After COVID-19 delay, Rivian plans hiring surge for June launch of electric truck. But legal battle with Tesla looms

Robert Channick, Chicago Tribune on

Published in Business News

Set back nearly a year by the pandemic, electric truck startup Rivian is busy building out its plant in Normal, with a belated production launch now planned for next summer.

But the plan to bring thousands of jobs to the rural college town about 130 miles south of Chicago has hit some bumps in the road, including a lawsuit from Tesla alleging Rivian is poaching employees and stealing trade secrets.

The Rivian plant has more robots (500) than employees (400), but the human ranks are expected to swell to about 1,000 with a "big round of staffing" early next year, Rivian spokeswoman Amy Mast said Wednesday.

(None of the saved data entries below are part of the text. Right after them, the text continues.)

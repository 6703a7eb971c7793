//! Wire protocol of the set-top box serial link.
//!
//! Follows the layered structure used across the crate:
//! - `layout`: field widths and marker values (source of truth)
//! - `reader`: safe access to packet bytes and numeric conventions
//! - `framer`: resumable byte-to-packet state machine
//! - `action`: closed set of action codes and their record effects
//! - `parser`: block walk producing one record per packet
//! - `error`: explicit block-level errors
//!
//! A packet on the wire is a start marker (0x0a) followed by a three-digit
//! decimal total length and repeated blocks of a four-character action code,
//! a three-digit block length (header included) and the payload text.

pub mod action;
pub mod builder;
pub mod error;
pub mod framer;
pub mod layout;
pub mod parser;
pub mod reader;

pub use action::Action;

/// One complete packet body: length field plus blocks, marker excluded.
#[derive(Debug, Clone, PartialEq, Eq)]
pub struct Packet {
    bytes: Vec<u8>,
}

impl Packet {
    pub fn from_bytes(bytes: Vec<u8>) -> Self {
        Self { bytes }
    }

    pub fn as_bytes(&self) -> &[u8] {
        &self.bytes
    }

    pub fn len(&self) -> usize {
        self.bytes.len()
    }

    pub fn is_empty(&self) -> bool {
        self.bytes.is_empty()
    }

    /// Total length announced by the packet's own length field.
    pub fn declared_len(&self) -> Option<usize> {
        reader::read_declared_len(&self.bytes)
    }

    /// Packet body as text, one character per byte.
    pub fn text(&self) -> String {
        reader::latin1(&self.bytes)
    }
}

#[cfg(test)]
mod tests {
    use super::Packet;

    #[test]
    fn packet_reports_declared_len() {
        let packet = Packet::from_bytes(b"013SSCN010101".to_vec());
        assert_eq!(packet.declared_len(), Some(13));
        assert_eq!(packet.len(), 13);
    }
}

The lawsuit may make it harder for Rivian to use Tesla as a talent pool.

Filed last month in California Superior Court, the lawsuit alleges Rivian is knowingly encouraging the misappropriation of trade secrets by dozens of Tesla employees it has hired, including four named employees who allegedly brought "highly valuable" information with them.

"Tesla has discovered a disturbing pattern of employees who are departing for Rivian surreptitiously stealing Tesla trade secret, confidential, and proprietary information -- information that is especially useful for a startup electric vehicle company," the lawsuit alleges. "And Rivian encourages those thefts."


A Tesla spokeswoman did not respond to a request for comment Wednesday.

On Monday, Rivian filed a motion to dismiss the lawsuit as insufficient, speculative and an effort by Tesla to "malign" a competitor and "scare" its own employees who were thinking of jumping ship.

"Tesla did not file this case to defend or protect any legitimate intellectual property rights," Rivian said in its motion. "Tesla sued in an improper and malicious attempt to slow Rivian's momentum and attempt to damage Rivian's brand."

Founded 10 years ago, Plymouth, Michigan-based Rivian started 2020 with plenty of momentum, fueled by more than $2.8 billion in investments last year from Ford, Cox Automotive and Amazon, among others.